So there I have tried to keep the original events at an appropraite speed, adding nothing new but going into greater detail for each one. I've tried to show things through Alice's filter of perception. You want Alice to be thoughtful, so - _Alikazam_! - I gave her some thoughts. I've tried to depict Neil as a certain type of person, with a little of his history but not too much, and I added some little bits of scenery and interior monologue that is supposed to (can't say if it does or not) somehow illustrate their relationship; he is a powerful lion or a sharp rock, she is a little bluebonnet, and above them birds wheel. Because: why would birds wheel? They're a bit of a symbol of doom aren't they, as if something has died down there, so it is supposed to kind of introduce a little bit of uncertainty - without stating it outright but via the medium of scenery. And I chose these things not randomly but to highlight precisely this stuff  (though of course they have to be relevant; I wouldn't actually put a  lion nearby because that would be pretty daft, right?) Yet nowhere have I mentioned anything about how they should feel. I have tried to simply create the conditions that will make the readers feel it.

Hope this helps.


----------



## w.riter

_Neil's warm mouth brushed Alice's cheek, soft and powerful like the stroke of a lion against its cub, and she thought to herself how lucky she was, to have caught the eye of this successful stockbroker, this fearless skydiver, this community pillar with his large social following and his hair of flowing obsidian. Something in her fluttered and she carressed his arm. 
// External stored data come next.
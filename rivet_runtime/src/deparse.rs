//! Element formatting and the deparse seam.
//!
//! Character coercion needs a textual rendering for every element kind. The
//! scalar renderings are fixed and live here; rendering a non-scalar value
//! embedded in a list is the language front end's business, reached through
//! the [`Deparser`] trait.

use crate::vector::{RValue, VectorData};
use rivet_core::na::{is_na_double, is_na_int, is_na_logical, RComplex, LOGICAL_FALSE};

/// Renders an arbitrary value to source-like text.
pub trait Deparser {
    fn deparse(&self, value: &RValue) -> String;
}

/// Fallback deparser: comma-joined element renderings wrapped in `c(...)`
/// for non-scalars.
#[derive(Debug, Default, Clone, Copy)]
pub struct DefaultDeparser;

impl Deparser for DefaultDeparser {
    fn deparse(&self, value: &RValue) -> String {
        let parts: Vec<String> = match value.data() {
            VectorData::Raw(items) => items.iter().map(|v| raw_to_string(*v)).collect(),
            VectorData::Logical(items) => items
                .iter()
                .map(|v| logical_to_string(*v).unwrap_or_else(|| "NA".to_string()))
                .collect(),
            VectorData::Int(items) => items
                .iter()
                .map(|v| int_to_string(*v).unwrap_or_else(|| "NA".to_string()))
                .collect(),
            VectorData::Double(items) => items
                .iter()
                .map(|v| double_to_string(*v).unwrap_or_else(|| "NA".to_string()))
                .collect(),
            VectorData::Complex(items) => items
                .iter()
                .map(|v| complex_to_string(*v).unwrap_or_else(|| "NA".to_string()))
                .collect(),
            VectorData::Character(items) => items
                .iter()
                .map(|v| match v {
                    Some(s) => format!("\"{}\"", s),
                    None => "NA".to_string(),
                })
                .collect(),
            VectorData::List(items) | VectorData::Expression(items) => {
                items.iter().map(|v| self.deparse(v)).collect()
            }
        };
        if parts.len() == 1 {
            parts.into_iter().next().unwrap_or_default()
        } else {
            format!("c({})", parts.join(", "))
        }
    }
}

// =============================================================================
// Scalar Renderings
// =============================================================================

/// "TRUE"/"FALSE"; None for NA.
pub fn logical_to_string(value: i8) -> Option<String> {
    if is_na_logical(value) {
        return None;
    }
    Some(if value == LOGICAL_FALSE { "FALSE" } else { "TRUE" }.to_string())
}

/// Decimal rendering; None for NA.
pub fn int_to_string(value: i32) -> Option<String> {
    if is_na_int(value) {
        return None;
    }
    Some(value.to_string())
}

/// Shortest-roundtrip rendering with "NaN"/"Inf"/"-Inf"; None for NA.
pub fn double_to_string(value: f64) -> Option<String> {
    if is_na_double(value) {
        return None;
    }
    if value.is_nan() {
        return Some("NaN".to_string());
    }
    if value.is_infinite() {
        return Some(if value > 0.0 { "Inf" } else { "-Inf" }.to_string());
    }
    Some(format!("{}", value))
}

/// "a+bi" / "a-bi"; None for NA.
pub fn complex_to_string(value: RComplex) -> Option<String> {
    if value.is_na() {
        return None;
    }
    let re = double_to_string(value.re).unwrap_or_else(|| "NaN".to_string());
    let im = double_to_string(value.im.abs()).unwrap_or_else(|| "NaN".to_string());
    let sign = if value.im.is_sign_negative() { '-' } else { '+' };
    Some(format!("{}{}{}i", re, sign, im))
}

/// Two lowercase hex digits. Raw has no NA.
pub fn raw_to_string(value: u8) -> String {
    format!("{:02x}", value)
}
Suddenly he stopped, and squatted, plucking something from a green gap between two sharp rocks of the sort that proliferated these lower slopes of Big Mouth Mountain.

"A flower - a bluebonnet, if I'm not mistaken," he said, taking her hand and pressing it down into her palm. "For you."

__Just her - and him. The solutide, the blue sky above, dotted with wheeling birds - all of it was purest heaven.
_
Wonderful, bd, thanks.

It goes to show just how far I am from being a better writer.


----------



## bdcharles

You'll get there. It takes time, and practise, and being - in my case at least - pitilessly honest with myself about what works. Also what really helps, again for me, is taking a genuine delight in language, in trying to create joy, or horror, maybe ecstasy, or a pastoral idyll, or the shattered remains or a post-plague society, or even a crippling sadness just using words. It's like playing God.


----------



## w.riter

bdcharles said:


> You'll get there. It takes time, and practise, and being - in my case at least - pitilessly honest with myself about what works. Also what really helps, again for me, is taking a genuine delight in language, in trying to create joy, or horror, maybe ecstasy, or a pastoral idyll, or the shattered remains or a post-plague society, or even a crippling sadness just using words.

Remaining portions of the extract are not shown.